TRY IT: Transcribe the records that follow, keeping every word as it stands.

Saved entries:
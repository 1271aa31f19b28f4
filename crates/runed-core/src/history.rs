//! Undo/redo history.
//!
//! Records whole-document [`Snapshot`]s: the line store plus the cursor.
//! Take a snapshot before an edit, then [`History::undo`] puts the editor
//! back to it. The stack is bounded and drops its oldest entry when full.
//!
//! # Usage
//!
//! ```text
//! history.snapshot(&editor);
//! editor.insert_rune('x');
//! history.undo(&mut editor);   // 'x' is gone again
//! history.redo(&mut editor);   // and back
//! ```
//!
//! Taking a new snapshot clears the redo stack.

use std::collections::VecDeque;

use tracing::trace;

use crate::editor::Editor;
use crate::position::Position;
use crate::store::LineStore;

/// How many snapshots are kept by default.
pub const DEFAULT_CAPACITY: usize = 512;

// ---------------------------------------------------------------------------
// Snapshot
// ---------------------------------------------------------------------------

/// The document and cursor at one point in time.
#[derive(Debug, Clone, PartialEq, Eq)]
struct Snapshot {
    lines: LineStore,
    pos: Position,
}

impl Snapshot {
    fn of(editor: &Editor) -> Self {
        Self {
            lines: editor.store().clone(),
            pos: editor.position(),
        }
    }

    fn restore(self, editor: &mut Editor) {
        editor.replace_store(self.lines);
        editor.set_position(self.pos);
    }
}

// ---------------------------------------------------------------------------
// History
// ---------------------------------------------------------------------------

/// Bounded undo and redo stacks of editor snapshots.
#[derive(Debug)]
pub struct History {
    undo_stack: VecDeque<Snapshot>,
    redo_stack: Vec<Snapshot>,
    capacity: usize,
}

impl History {
    /// Create an empty history holding up to [`DEFAULT_CAPACITY`] snapshots.
    #[must_use]
    pub fn new() -> Self {
        Self::with_capacity(DEFAULT_CAPACITY)
    }

    /// Create an empty history holding up to `capacity` snapshots (at
    /// least one).
    #[must_use]
    pub fn with_capacity(capacity: usize) -> Self {
        Self {
            undo_stack: VecDeque::new(),
            redo_stack: Vec::new(),
            capacity: capacity.max(1),
        }
    }

    /// Record the editor's current state as an undo point.
    ///
    /// A snapshot identical to the newest one is not stored twice.
    pub fn snapshot(&mut self, editor: &Editor) {
        let snap = Snapshot::of(editor);
        self.redo_stack.clear();
        if self.undo_stack.back() == Some(&snap) {
            return;
        }
        if self.undo_stack.len() == self.capacity {
            self.undo_stack.pop_front();
        }
        self.undo_stack.push_back(snap);
        trace!(depth = self.undo_stack.len(), "snapshot");
    }

    /// Restore the newest undo point. Returns false if there is none.
    pub fn undo(&mut self, editor: &mut Editor) -> bool {
        let Some(snap) = self.undo_stack.pop_back() else {
            return false;
        };
        self.redo_stack.push(Snapshot::of(editor));
        snap.restore(editor);
        true
    }

    /// Reapply the newest undone state. Returns false if there is none.
    pub fn redo(&mut self, editor: &mut Editor) -> bool {
        let Some(snap) = self.redo_stack.pop() else {
            return false;
        };
        self.undo_stack.push_back(Snapshot::of(editor));
        snap.restore(editor);
        true
    }

    /// True if there is something to undo.
    #[must_use]
    pub fn can_undo(&self) -> bool {
        !self.undo_stack.is_empty()
    }

    /// True if there is something to redo.
    #[must_use]
    pub fn can_redo(&self) -> bool {
        !self.redo_stack.is_empty()
    }

    /// Number of snapshots on the undo stack.
    #[must_use]
    pub fn undo_count(&self) -> usize {
        self.undo_stack.len()
    }

    /// Number of snapshots on the redo stack.
    #[must_use]
    pub fn redo_count(&self) -> usize {
        self.redo_stack.len()
    }
}

impl Default for History {
    fn default() -> Self {
        Self::new()
    }
}

// ---------------------------------------------------------------------------
// Tests
// ---------------------------------------------------------------------------

#[cfg(test)]
mod tests {
    use super::*;
    use crate::editor::tests::{editor, place};
    use pretty_assertions::assert_eq;

    // -- Basic undo ---------------------------------------------------------

    #[test]
    fn undo_single_insert() {
        let mut e = editor("hello");
        let mut h = History::new();

        h.snapshot(&e);
        e.end();
        e.insert_rune('!');
        assert_eq!(e.text(), "hello!");

        assert!(h.undo(&mut e));
        assert_eq!(e.text(), "hello");
        assert_eq!(e.position().column(), 0);
    }

    #[test]
    fn undo_line_delete_restores_cursor() {
        let mut e = editor("a\nb\nc");
        let mut h = History::new();
        e.go_to(1);
        place(&mut e, 1, 1);
        let before = e.position();

        h.snapshot(&e);
        e.delete_line(1);
        assert_eq!(e.text(), "a\nc");

        h.undo(&mut e);
        assert_eq!(e.text(), "a\nb\nc");
        assert_eq!(e.position(), before);
    }

    // -- Redo ---------------------------------------------------------------

    #[test]
    fn redo_after_undo() {
        let mut e = editor("");
        let mut h = History::new();

        h.snapshot(&e);
        e.insert_string("hello");
        h.undo(&mut e);
        assert_eq!(e.text(), "");

        assert!(h.redo(&mut e));
        assert_eq!(e.text(), "hello");
    }

    #[test]
    fn new_snapshot_clears_redo() {
        let mut e = editor("x");
        let mut h = History::new();

        h.snapshot(&e);
        e.insert_rune('a');
        h.undo(&mut e);
        assert!(h.can_redo());

        h.snapshot(&e);
        assert!(!h.can_redo());
    }

    #[test]
    fn undo_all_then_redo_all() {
        let mut e = editor("");
        let mut h = History::new();
        for r in ['a', 'b', 'c'] {
            h.snapshot(&e);
            e.end();
            e.insert_rune(r);
        }
        assert_eq!(e.text(), "abc");

        while h.undo(&mut e) {}
        assert_eq!(e.text(), "");
        assert_eq!(h.redo_count(), 3);

        while h.redo(&mut e) {}
        assert_eq!(e.text(), "abc");
        assert_eq!(h.undo_count(), 3);
    }

    // -- Bounds -------------------------------------------------------------

    #[test]
    fn nothing_to_undo_or_redo() {
        let mut e = editor("x");
        let mut h = History::default();
        assert!(!h.can_undo());
        assert!(!h.undo(&mut e));
        assert!(!h.redo(&mut e));
        assert_eq!(e.text(), "x");
    }

    #[test]
    fn oldest_snapshot_dropped_at_capacity() {
        let mut e = editor("");
        let mut h = History::with_capacity(2);
        for r in ['a', 'b', 'c'] {
            h.snapshot(&e);
            e.end();
            e.insert_rune(r);
        }
        assert_eq!(h.undo_count(), 2);
        while h.undo(&mut e) {}
        assert_eq!(e.text(), "a");
    }

    #[test]
    fn identical_snapshots_collapse() {
        let e = editor("same");
        let mut h = History::new();
        h.snapshot(&e);
        h.snapshot(&e);
        assert_eq!(h.undo_count(), 1);
    }
}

PROBLEM SOLUTION:
repository 1271aa31f19b28f4
filename crates/runed-core/src/history.rs
//! Undo/redo history.
//!
//! Records whole-document [`Snapshot`]s: the line store plus the cursor.
//! Take a snapshot before an edit, then [`History::undo`] puts the editor
//! back to it. The stack is bounded and drops its oldest entry when full.
//!
//! # Usage
//!
//! ```text
//! history.snapshot(&editor);
//! editor.insert_rune('x');
//! history.undo(&mut editor);   // 'x' is gone again
//! history.redo(&mut editor);   // and back
//! ```
//!
//! Taking a new snapshot clears the redo stack.

use std::collections::VecDeque;

use tracing::trace;

use crate::editor::Editor;
use crate::position::Position;
use crate::store::LineStore;

/// How many snapshots are kept by default.
pub const DEFAULT_CAPACITY: usize = 512;

// ---------------------------------------------------------------------------
// Snapshot
// ---------------------------------------------------------------------------

/// The document and cursor at one point in time.
#[derive(Debug, Clone, PartialEq, Eq)]
struct Snapshot {
    lines: LineStore,
    pos: Position,
}

impl Snapshot {
    fn of(editor: &Editor) -> Self {
        Self {
            lines: editor.store().clone(),
            pos: editor.position(),
        }
    }

    fn restore(self, editor: &mut Editor) {
        editor.replace_store(self.lines);
        editor.set_position(self.pos);
    }
}

// ---------------------------------------------------------------------------
// History
// ---------------------------------------------------------------------------

/// Bounded undo and redo stacks of editor snapshots.
#[derive(Debug)]
pub struct History {
    undo_stack: VecDeque<Snapshot>,
    redo_stack: Vec<Snapshot>,
    capacity: usize,
}

impl History {
    /// Create an empty history holding up to [`DEFAULT_CAPACITY`] snapshots.
    #[must_use]
    pub fn new() -> Self {
        Self::with_capacity(DEFAULT_CAPACITY)
    }

    /// Create an empty history holding up to `capacity` snapshots (at
    /// least one).
    #[must_use]
    pub fn with_capacity(capacity: usize) -> Self {
        Self {
            undo_stack: VecDeque::new(),
            redo_stack: Vec::new(),
            capacity: capacity.max(1),
        }
    }

    /// Record the editor's current state as an undo point.
    ///
    /// A snapshot identical to the newest one is not stored twice.
    pub fn snapshot(&mut self, editor: &Editor) {
        let snap = Snapshot::of(editor);
        self.redo_stack.clear();
        if self.undo_stack.back() == Some(&snap) {
            return;
        }
        if self.undo_stack.len() == self.capacity {
            self.undo_stack.pop_front();
        }
        self.undo_stack.push_back(snap);
        trace!(depth = self.undo_stack.len(), "snapshot");
    }

    /// Restore the newest undo point. Returns false if there is none.
    pub fn undo(&mut self, editor: &mut Editor) -> bool {
        let Some(snap) = self.undo_stack.pop_back() else {
            return false;
        };
        self.redo_stack.push(Snapshot::of(editor));
        snap.restore(editor);
        true
    }

    /// Reapply the newest undone state. Returns false if there is none.
    pub fn redo(&mut self, editor: &mut Editor) -> bool {
        let Some(snap) = self.redo_stack.pop() else {
            return false;
        };
        self.undo_stack.push_back(Snapshot::of(editor));
        snap.restore(editor);
        true
    }

    /// True if there is something to undo.
    #[must_use]
    pub fn can_undo(&self) -> bool {
        !self.undo_stack.is_empty()
    }

    /// True if there is something to redo.
    #[must_use]
    pub fn can_redo(&self) -> bool {
        !self.redo_stack.is_empty()
    }

    /// Number of snapshots on the undo stack.
    #[must_use]
    pub fn undo_count(&self) -> usize {
        self.undo_stack.len()
    }

    /// Number of snapshots on the redo stack.
    #[must_use]
    pub fn redo_count(&self) -> usize {
        self.redo_stack.len()
    }
}

impl Default for History {
    fn default() -> Self {
        Self::new()
    }
}

// ---------------------------------------------------------------------------
// Tests
// ---------------------------------------------------------------------------

#[cfg(test)]
mod tests {
    use super::*;
    use crate::editor::tests::{editor, place};
    use pretty_assertions::assert_eq;

    // -- Basic undo ---------------------------------------------------------

    #[test]
    fn undo_single_insert() {
        let mut e = editor("hello");
        let mut h = History::new();

        h.snapshot(&e);
        e.end();
        e.insert_rune('!');
        assert_eq!(e.text(), "hello!");

        assert!(h.undo(&mut e));
        assert_eq!(e.text(), "hello");
        assert_eq!(e.position().column(), 0);
    }

    #[test]
    fn undo_line_delete_restores_cursor() {
        let mut e = editor("a\nb\nc");
        let mut h = History::new();
        e.go_to(1);
        place(&mut e, 1, 1);
        let before = e.position();

        h.snapshot(&e);
        e.delete_line(1);
        assert_eq!(e.text(), "a\nc");

        h.undo(&mut e);
        assert_eq!(e.text(), "a\nb\nc");
        assert_eq!(e.position(), before);
    }

    // -- Redo ---------------------------------------------------------------

    #[test]
    fn redo_after_undo() {
        let mut e = editor("");
        let mut h = History::new();

        h.snapshot(&e);
        e.insert_string("hello");
        h.undo(&mut e);
        assert_eq!(e.text(), "");

        assert!(h.redo(&mut e));
        assert_eq!(e.text(), "hello");
    }

    #[test]
    fn new_snapshot_clears_redo() {
        let mut e = editor("x");
        let mut h = History::new();

        h.snapshot(&e);
        e.insert_rune('a');
        h.undo(&mut e);
        assert!(h.can_redo());

        h.snapshot(&e);
        assert!(!h.can_redo());
    }

    #[test]
    fn undo_all_then_redo_all() {
        let mut e = editor("");
        let mut h = History::new();
        for r in ['a', 'b', 'c'] {
            h.snapshot(&e);
            e.end();
            e.insert_rune(r);
        }
        assert_eq!(e.text(), "abc");

        while h.undo(&mut e) {}
        assert_eq!(e.text(), "");
        assert_eq!(h.redo_count(), 3);

        while h.redo(&mut e) {}
        assert_eq!(e.text(), "abc");
        assert_eq!(h.undo_count(), 3);
    }

    // -- Bounds -------------------------------------------------------------

    #[test]
    fn nothing_to_undo_or_redo() {
        let mut e = editor("x");
        let mut h = History::default();
        assert!(!h.can_undo());
        assert!(!h.undo(&mut e));
        assert!(!h.redo(&mut e));
        assert_eq!(e.text(), "x");
    }

    #[test]
    fn oldest_snapshot_dropped_at_capacity() {
        let mut e = editor("");
        let mut h = History::with_capacity(2);
        for r in ['a', 'b', 'c'] {
            h.snapshot(&e);
            e.end();
            e.insert_rune(r);
        }
        assert_eq!(h.undo_count(), 2);
        while h.undo(&mut e) {}
        assert_eq!(e.text(), "a");
    }

    #[test]
    fn identical_snapshots_collapse() {
        let e = editor("same");
        let mut h = History::new();
        h.snapshot(&e);
        h.snapshot(&e);
        assert_eq!(h.undo_count(), 1);
    }
}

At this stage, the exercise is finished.